On Thu, Nov 08, 2018 at 12:14:39PM -0500, Barry Flartus wrote:
> >
> > I think it would be helpful to understand what you're trying to do.
> >
> 
> Thanks for your help so far. Let me try and explain what I'm trying to
> accomplish. I have a program that runs as an executable and uses pthreads.
> I've compiled this program with musl statically with the end goal of it
> being portable across older and newer systems. I want to also be able to
> compile this program as a shared object so it may be loaded via dlopen()
> inside of a glibc program. As mentioned previously, if I compile my shared
> object with glibc, it loads via dlopen().
> 
> My lack of understanding is this: if I directly compile in musl's libc.a
> (which contains its implementation of pthreads) into my shared object,
> shouldn't it have the relevant pthreads functions compiled in, without
> having runtime issues? That's what seems to work for my musl-compiled

It has the right code for being able to run in a process where the
(part of) libc inside your .so is the only libc in the process. It
does not have the right code for interoperating with a different
arbitrary libc in the same process where both of them rightly believe
themselves the sole owner of various process-global or thread-global
state.

> static executable, so I'm trying to wrap my head around why it wouldn't
> work for a shared object. In my case, I'm considering the shared object
> just a different form-factor for the same program.

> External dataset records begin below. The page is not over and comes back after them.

//! Reading [`ValidatorConfig`] from JSON.

use std::fs;
use std::path::Path;

use tracing::debug;
use vigil_validator::ValidatorConfig;

use crate::error::{LoaderError, LoaderResult};

/// Parses a configuration document. Absent fields keep their defaults.
pub fn parse_config(json: &str) -> LoaderResult<ValidatorConfig> {
    serde_json::from_str(json).map_err(LoaderError::from)
}

/// Reads a configuration file.
pub fn load_config(path: impl AsRef<Path>) -> LoaderResult<ValidatorConfig> {
    let path = path.as_ref();
    let content = fs::read_to_string(path).map_err(|e| LoaderError::io(path, e))?;
    let config = parse_config(&content)?;
    debug!(
        path = %path.display(),
        implicit_class_groups = config.implicit_class_groups,
        max_depth = config.max_depth,
        "loaded validator configuration"
    );
    Ok(config)
}

#[cfg(test)]
mod tests {
    use super::*;

    #[test]
    fn empty_object_is_the_default_config() {
        assert_eq!(parse_config("{}").unwrap(), ValidatorConfig::default());
    }

    #[test]
    fn explicit_fields_override_defaults() {
        let config = parse_config(r#"{"implicit_class_groups": false, "max_depth": 4}"#).unwrap();
        assert_eq!(config, ValidatorConfig::strict().with_max_depth(4));
    }

    #[test]
    fn wrong_types_are_parse_errors() {
        assert!(matches!(
            parse_config(r#"{"max_depth": "deep"}"#),
            Err(LoaderError::Parse(_))
        ));
    }
}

Conceptually, the reasons it won't work are unbounded; any particular
list could become incomplete with newer versions of musl and/or glibc.

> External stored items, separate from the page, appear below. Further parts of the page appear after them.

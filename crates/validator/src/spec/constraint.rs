//! Declared constraints and their option values.

use std::fmt;
use std::sync::Arc;

use indexmap::{IndexMap, IndexSet};

use crate::group::{DEFAULT_GROUP, GroupSet};

/// Option carrying a per-constraint override of the plugin's message.
pub const MESSAGE_OPTION: &str = "message";

/// A single option value attached to a constraint declaration.
#[derive(Debug, Clone, PartialEq, Default)]
pub enum OptionValue {
    /// Explicit null.
    #[default]
    Null,
    /// Boolean flag.
    Bool(bool),
    /// Integer.
    Int(i64),
    /// Floating point number.
    Float(f64),
    /// String.
    String(String),
    /// List of option values.
    List(Vec<OptionValue>),
    /// Nested mapping.
    Map(IndexMap<String, OptionValue>),
    /// Nested constraint declarations, as used by `All` and `Any`.
    Constraints(Vec<Arc<ConstraintSpecification>>),
}

impl OptionValue {
    /// Returns the string if this is a string option.
    #[must_use]
    pub fn as_str(&self) -> Option<&str> {
        match self {
            Self::String(s) => Some(s),
            _ => None,
        }
    }

    /// Returns the integer if this is an integer option.
    #[must_use]
    pub fn as_int(&self) -> Option<i64> {
        match self {
            Self::Int(i) => Some(*i),
            _ => None,
        }
    }

    /// Returns the boolean if this is a boolean option.
    #[must_use]
    pub fn as_bool(&self) -> Option<bool> {
        match self {
            Self::Bool(b) => Some(*b),
            _ => None,
        }
    }

    /// Returns nested constraints if this option holds some.
    #[must_use]
    pub fn as_constraints(&self) -> Option<&[Arc<ConstraintSpecification>]> {
        match self {
            Self::Constraints(list) => Some(list),
            _ => None,
        }
    }
}

impl fmt::Display for OptionValue {
    fn fmt(&self, f: &mut fmt::Formatter<'_>) -> fmt::Result {
        match self {
            Self::Null => f.write_str("null"),
            Self::Bool(b) => write!(f, "{b}"),
            Self::Int(i) => write!(f, "{i}"),
            Self::Float(x) => write!(f, "{x}"),
            Self::String(s) => f.write_str(s),
            Self::List(items) => {
                let rendered: Vec<String> = items.iter().map(ToString::to_string).collect();
                write!(f, "[{}]", rendered.join(", "))
            }
            Self::Map(entries) => {
                let rendered: Vec<String> =
                    entries.iter().map(|(k, v)| format!("{k}: {v}")).collect();
                write!(f, "{{{}}}", rendered.join(", "))
            }
            Self::Constraints(list) => {
                let names: Vec<&str> = list.iter().map(|c| c.name()).collect();
                write!(f, "[{}]", names.join(", "))
            }
        }
    }
}

impl From<&str> for OptionValue {
    fn from(s: &str) -> Self {
        Self::String(s.to_owned())
    }
}

impl From<String> for OptionValue {
    fn from(s: String) -> Self {
        Self::String(s)
    }
}

impl From<bool> for OptionValue {
    fn from(b: bool) -> Self {
        Self::Bool(b)
    }
}

impl From<i64> for OptionValue {
    fn from(i: i64) -> Self {
        Self::Int(i)
    }
}

impl From<i32> for OptionValue {
    fn from(i: i32) -> Self {
        Self::Int(i64::from(i))
    }
}

impl From<f64> for OptionValue {
    fn from(x: f64) -> Self {
        Self::Float(x)
    }
}

impl From<ConstraintSpecification> for OptionValue {
    fn from(constraint: ConstraintSpecification) -> Self {
        Self::Constraints(vec![Arc::new(constraint)])
    }
}

impl From<Vec<ConstraintSpecification>> for OptionValue {
    fn from(constraints: Vec<ConstraintSpecification>) -> Self {
        Self::Constraints(constraints.into_iter().map(Arc::new).collect())
    }
}

// ============================================================================
// CONSTRAINT SPECIFICATION
// ============================================================================

/// A named, option-bearing constraint as declared on a class or property.
///
/// The name selects the validator plugin. Groups default to `{"Default"}`
/// and are never empty.
///
/// # Examples
///
/// ```rust,ignore
/// let length = ConstraintSpecification::new("Length")
///     .option("min", 3)
///     .option("message", "Too short: %limit%")
///     .in_groups(["Strict"]);
/// ```
#[derive(Debug, Clone, PartialEq)]
pub struct ConstraintSpecification {
    name: String,
    groups: IndexSet<String>,
    options: IndexMap<String, OptionValue>,
}

impl ConstraintSpecification {
    /// Creates a declaration in the `Default` group with no options.
    pub fn new(name: impl Into<String>) -> Self {
        Self {
            name: name.into(),
            groups: IndexSet::from([DEFAULT_GROUP.to_owned()]),
            options: IndexMap::new(),
        }
    }

    /// Replaces the group set. An empty iterator keeps the current groups.
    #[must_use = "builder methods must be chained or built"]
    pub fn in_groups<I, S>(mut self, groups: I) -> Self
    where
        I: IntoIterator<Item = S>,
        S: Into<String>,
    {
        let groups: IndexSet<String> = groups.into_iter().map(Into::into).collect();
        if !groups.is_empty() {
            self.groups = groups;
        }
        self
    }

    /// Sets an option.
    #[must_use = "builder methods must be chained or built"]
    pub fn option(mut self, key: impl Into<String>, value: impl Into<OptionValue>) -> Self {
        self.options.insert(key.into(), value.into());
        self
    }

    /// Plugin name.
    #[must_use]
    pub fn name(&self) -> &str {
        &self.name
    }

    /// Groups this constraint belongs to.
    #[must_use]
    pub fn groups(&self) -> &IndexSet<String> {
        &self.groups
    }

    /// All declared options in declaration order.
    #[must_use]
    pub fn options(&self) -> &IndexMap<String, OptionValue> {
        &self.options
    }

    /// Looks up one option.
    #[must_use]
    pub fn get(&self, key: &str) -> Option<&OptionValue> {
        self.options.get(key)
    }

    /// Nested constraints stored under `key`, or an empty slice.
    #[must_use]
    pub fn nested(&self, key: &str) -> &[Arc<ConstraintSpecification>] {
        self.get(key)
            .and_then(OptionValue::as_constraints)
            .unwrap_or_default()
    }

    /// Message override, if declared.
    #[must_use]
    pub fn message(&self) -> Option<&str> {
        self.get(MESSAGE_OPTION).and_then(OptionValue::as_str)
    }

    /// Returns `true` if the constraint belongs to `group`.
    #[must_use]
    pub fn has_group(&self, group: &str) -> bool {
        self.groups.contains(group)
    }

    /// Returns `true` if any of the constraint's groups is in `groups`.
    #[must_use]
    pub fn in_any(&self, groups: &GroupSet) -> bool {
        self.groups.iter().any(|g| groups.contains(g))
    }

    /// Copy of this declaration that also belongs to `group`.
    #[must_use]
    pub(crate) fn with_group(&self, group: &str) -> Self {
        let mut copy = self.clone();
        copy.groups.insert(group.to_owned());
        copy
    }
}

In practice, issues you would definitely face include but are not
limited to:

- Anything that depends on initialization at startup time will fail,
  as the musl __libc_start_main was never called.

- Aside from a few fields which are compiler ABI, the content/layout
  of the thread structure is an implementation detail subject to
  change even between versions, and will not match between musl and
  glibc. This matters even if the glibc code is not starting threads
  since the main thread will have a glibc-format thread structure
  pointed to by its thread pointer (%fs:0 on x86_64) and any glibc
  functions called from your library will expect glibc-format thread
  structures (even if the thread was started by the musl
  pthread_create).

- Assuming you didn't link with -Bsymbolic[-functions], calls to libc
  functions that were linked in your library may (will) get interposed
  by glibc functions already present, and the musl functions won't
  actually get called, except for the ones that don't exist in glibc
  (because they're in its librt or libpthread or something). And when
  some functions from musl which do end up getting called execute,
  they'll call a mix of glibc functions (when they reference something
  bu its public symbol) and musl functions (when they call
  musl-internal interfaces). These will be expecting/operaring on
  different and incompatible data structures.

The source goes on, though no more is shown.